Spotify offers free radio play on mobile devices RYAN NAKASHIMA AP Business Writer

LOS ANGELES The music-subscription company Spotify is joining Pandora, Slacker and Songza in offering a free radio service for mobile devices in the U.S. Until now, the company charged people $10 per month to use its mobile app. The free service, which comes with audio ads, is a way for Spotify to entice people to sign up for a paid subscription, which strips out the ads and enables users to choose songs. The new feature is available only on iPhones and iPads for now; the app for other devices require paid subscriptions. Non-payers will be able to listen to genres of music based on similarities to an artist, album, song or playlist they’ve created within Spotify. They will also be able to give songs a “thumbs up” for playback on com-

puters later on.

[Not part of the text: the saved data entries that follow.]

// SPDX-FileCopyrightText: 2025 Jason Pena <jasonpena@awkless.com>
// SPDX-License-Identifier: MIT

//! Path resolution utilities.
//!
//! Determine relevant path information for files on the control host that
//! need to be read, e.g., configuration files and local SSH public keys.

use std::{env::VarError, path::PathBuf};

/// Name of configuration file looked up in the current directory.
pub const CONFIG_FILE_NAME: &str = "webdev.toml";

/// Determine default absolute path to user wide configuration file.
///
/// Uses XDG Base Directory path `$XDG_CONFIG_HOME/webdev/webdev.toml`. Does
/// not check if the path returned actually exists.
///
/// # Errors
///
/// - Return [`PathError::NoWayHome`] if home directory path cannot be
///   determined.
///
/// # See Also
///
/// - [XDG Base Directory](https://wiki.archlinux.org/title/XDG_Base_Directory)
pub fn default_config_file() -> Result<PathBuf> {
    dirs::config_dir()
        .map(|path| path.join("webdev").join(CONFIG_FILE_NAME))
        .ok_or(PathError::NoWayHome)
}

/// Expand path on the control host.
///
/// Performs tilde and environment variable expansion, so `~/.ssh/id_rsa.pub`
/// and `$HOME/.ssh/id_rsa.pub` both resolve to the same file.
///
/// # Errors
///
/// - Return [`PathError::ShellExpansion`] if a referenced variable is unset.
pub fn expand_local(path: &str) -> Result<PathBuf> {
    Ok(PathBuf::from(shellexpand::full(path)?.into_owned()))
}

/// All possible error types for local path resolution.
#[derive(Debug, thiserror::Error)]
pub enum PathError {
    /// No way to determine user's home directory.
    ///
    /// # See Also
    ///
    /// - [`dirs::config_dir`](https://docs.rs/dirs/latest/dirs/fn.config_dir.html)
    #[error("cannot determine absolute path to user's home directory")]
    NoWayHome,

    /// Failed to perform shell expansion on path.
    #[error(transparent)]
    ShellExpansion(#[from] shellexpand::LookupError<VarError>),
}

/// Friendly result alias :3
pub type Result<T, E = PathError> = std::result::Result<T, E>;
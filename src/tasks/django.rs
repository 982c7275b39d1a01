// SPDX-FileCopyrightText: 2025 Jason Pena <jasonpena@awkless.com>
// SPDX-License-Identifier: MIT

//! Django project deployment.
//!
//! # Host Layout
//!
//! Everything lives below `~/project`, a non-bare checkout of the project
//! repository:
//!
//! - `project/<project>/settings/__init__.py` links to `<type>.py`.
//! - `project/<project>/settings/_local.py` holds host local settings, e.g.,
//!   the secret key.
//! - `project/<project>/media/{static,uploads}` receive collected static files
//!   and user uploads.
//! - `project/tmp` is shared with the web server group and holds
//!   `uwsgi.pid`.
//! - `project/cron/*.cron` are crontab fragments for the deployment user.
//!
//! # Deployment
//!
//! [`Tasks::deploy`] walks through a fixed sequence: fetch, sync, layout,
//! dependencies, static files, schema, restart. Sync uses a fast-forward only
//! pull on purpose. If the deployed branch diverged from the remote, the pull
//! fails and the run stops instead of merging anything on a live host.

use crate::{
    remote::Remote,
    shell::Cmd,
    tasks::{
        access::{KeyUpload, Keypair, DEFAULT_PUBLIC_KEY_PATH},
        postgres::DumpDownload,
        python::DEFAULT_VIRTUALENV,
        Result, TaskError, TaskStatus, Tasks,
    },
};

use rand::Rng;
use std::path::{Path, PathBuf};
use tracing::{debug, info, instrument};

/// Checkout directory relative to the deployment user's home.
pub const PROJECT_DIR: &str = "project";

/// Host local settings module inside the settings package.
pub const LOCAL_SETTINGS: &str = "_local.py";

/// Tag marking crontab lines owned by the project.
pub const CRON_TAG: &str = "# DJANGOPROJ";

/// Tarball used to move the uploads directory between hosts.
pub const UPLOADS_TARBALL: &str = "uploads.tar";

/// Length of generated secret keys.
pub const SECRET_KEY_LENGTH: usize = 50;

const SECRET_KEY_CHARS: &str = "abcdefghijklmnopqrstuvwxyz0123456789!@#$%^&*(-_=+)";

const PID_FILE: &str = "project/tmp/uwsgi.pid";

/// Options for [`Tasks::deploy`].
#[derive(Debug, Clone, Copy, PartialEq, Eq)]
pub struct DeployOptions {
    /// Apply pending database migrations.
    pub syncdb: bool,

    /// Install requirements.
    pub requirements: bool,

    /// Code changed, so recompile bytecode and restart hard.
    pub code: bool,

    /// Only sync code and restart, overriding every other switch.
    pub essential: bool,

    /// Hand `tmp` over to the web server group.
    pub permissions: bool,

    /// Upgrade installed requirements.
    pub upgrade: bool,
}

impl Default for DeployOptions {
    fn default() -> Self {
        Self {
            syncdb: true,
            requirements: true,
            code: true,
            essential: false,
            permissions: true,
            upgrade: false,
        }
    }
}

impl DeployOptions {
    /// Options for the minimal "sync code and restart" deployment.
    pub fn essential() -> Self {
        Self {
            essential: true,
            ..Self::default()
        }
    }

    /// Options with the essential switch applied.
    pub fn effective(&self) -> Self {
        if !self.essential {
            return *self;
        }

        Self {
            syncdb: false,
            requirements: false,
            code: false,
            permissions: false,
            ..*self
        }
    }
}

Spotify began offering the radio service on computers in December and discovered that people wanted to use it on mobile devices, too. “We found those that use radio are really some of the most highly engaged users of Spotify,” said Charlie Hellman, Spotify’s vice president of product. “They stay longer and are more likely to upgrade.” So far, Spotify has about 3 million paying subscribers globally, and 10 million people have used it in the past 30 days. The Swedish company operates in 15 countries and began offering service in the U.S. last July. Spotify also offers a $5-per-month service that cuts out the ads on computers only. Customers who already pay will have the mobile radio service free of ads. They’ll need the $10-a-month plan to choose songs on mobile devices.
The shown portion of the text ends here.